Any typical water cycle picture often only has evaporation off the oceans, falling as rain/snow (precipitation) flows down the rivers and back into the ocean again. Very simplistic. It ignores the precipitation that percolates into the earth to become groundwater that contributes to baseflow in rivers (days to years), deep groundwater cycles (years to millennium) that can get down into large alluvial aquifers or fractured rock aquifers that can get into deep sedimentary basins that can get into rocks that get subducted into the mantle to be extruded as volcanoes, water vapour etc. So once again it is a scale thing. How long have you got?
Some may argue what about meteorites bring new water earth. It can be calculated. I suppose someone has done it.
I suppose that the water content emitted by the volcanoes of subduction zones will contain water from both: the "primordial" magma and the earth's crust fused by the "friction" of the converging plates, that is to say: a water that has never been in the atmosphere (a brand new water that opens in the hydrological cycle) and other water that has belonged to a hydrological cycle before its aquifer entered a subduction phase. To distinguish between both waters seems to me nearly impossible.
But the water vapor emanating from volcanoes located in divergent plates or those located in hot spots, I suppose that this water is totally juvenile, it “premieres” in the atmospheric hydrological cycle.
I am asking about this water, the amount of this water emissions. It is to know to what extent the hydrological cycle is closed (or not).
The problem I see, to be able to answer this question, is that the main submarine volcano is 40,000 miles long and it is under water some miles deep in the ocean. - Not an easy task to solve at all!
The subject seems very interesting to me.
Thank you very much for your helpful answers and information.

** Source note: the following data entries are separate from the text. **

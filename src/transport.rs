//! SMBus transport abstraction.
//!
//! The supervisor sits on a numbered SMBus behind some host bus
//! controller. This crate never touches the bus hardware itself; it
//! issues single transactions through this trait and leaves timeouts and
//! retries to the implementation.

use thiserror::Error;

/// Errors reported by an [`SmbusTransport`] implementation.
#[derive(Error, Debug, Clone, PartialEq, Eq)]
pub enum TransportError {
    /// The device did not acknowledge its address or a data byte.
    #[error("device did not acknowledge")]
    Nack,

    /// The transaction did not complete in time.
    #[error("bus transaction timed out")]
    Timeout,

    /// Bus arbitration was lost to another master.
    #[error("bus arbitration lost")]
    ArbitrationLost,

    /// Any other backend-specific failure.
    #[error("{0}")]
    Other(String),
}

/// Single SMBus transactions against a device address.
///
/// `offset` is the command byte of the SMBus protocol. Every method
/// performs exactly one bus transaction and may fail per transaction.
pub trait SmbusTransport: Send {
    /// Receive a single byte without a command byte.
    fn read_byte(&mut self, address: u16) -> Result<u8, TransportError>;

    /// Read one byte from a register offset.
    fn read_byte_data(&mut self, address: u16, offset: u8) -> Result<u8, TransportError>;

    /// Read a 16-bit word from a register offset.
    fn read_word_data(&mut self, address: u16, offset: u8) -> Result<u16, TransportError>;

    /// Send a bare command byte.
    fn write_byte(&mut self, address: u16, command: u8) -> Result<(), TransportError>;

    /// Write one byte to a register offset.
    fn write_byte_data(&mut self, address: u16, offset: u8, value: u8)
        -> Result<(), TransportError>;

    /// Write a 16-bit word to a register offset.
    fn write_word_data(&mut self, address: u16, offset: u8, value: u16)
        -> Result<(), TransportError>;
}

As has been pointed out, the concept of "juvenile" water is a fuzzy one. Since the earth remains pretty much the same size, for each bit of new gas, water, or rock that bubbles up from a volcano there is a bit of gas, water, or rock that is being recycled down inside the earth. That said there are likely pulses to both sides of the equation at various time scales. The key point is that whatever they are, they will be cyclic variations about a mean that balance out over time.
When considering the extensive volcanic activity that occurs along the mid-ocean ridges, it is important to remember that the magma associated with mid-ocean ridges is relatively poor in gasses compared to volcanic sources that are associated with subduction zones or the melting of continental crust.
Water vapor is a greenhouse gas, but it is treated very differently in climate modeling because the time scale for its residency in the atmosphere is very short. Water vapor is cycling in and out of the atmosphere at very high rates. There are quick mechanisms for getting water into and out of the atmosphere (evaporation and rainfall). This is different from carbon dioxide. There are analogous processes for carbon dioxide, but the time scales are different. The amount of water vapor in the air we inhale varies by 10s of grams per cubic meter (roughly 0 to 28 grams per cubic meter) while the amount of carbon dioxide in the air we inhale tends to vary more on a scale of 10s of parts per million (The average having increased from around 280 ppm to around 400 ppm in the past couple of hundred years). The point being that the amount of water vapor in the atmosphere is much more dynamic than the amount of carbon dioxide. The mechanisms for removing a pulse of water vapor from the atmosphere can operate much more quickly than do the mechanisms for removing a pulse of carbon dioxide.
According to the USGS, Mount Pinatubo vented 250 megatons of gas in a single day (https://volcanoes.usgs.gov/vhp/gas.html this gas being a combination of water vapor, carbon dioxide, sulfur dioxide and other gases). That is just the amount of water vapor that precipitates in one day's rain storm on the Pacific Coast of the United States (1/2 inch of rainfall over an area 200 miles by 50 miles is over 10E9 cubic feet of water which has a weight of over 300 megatons). Globally, water vapor coming from volcanic sources is probably very close to a literal drop in a bucket compared to the water being evaporated and precipitated globally.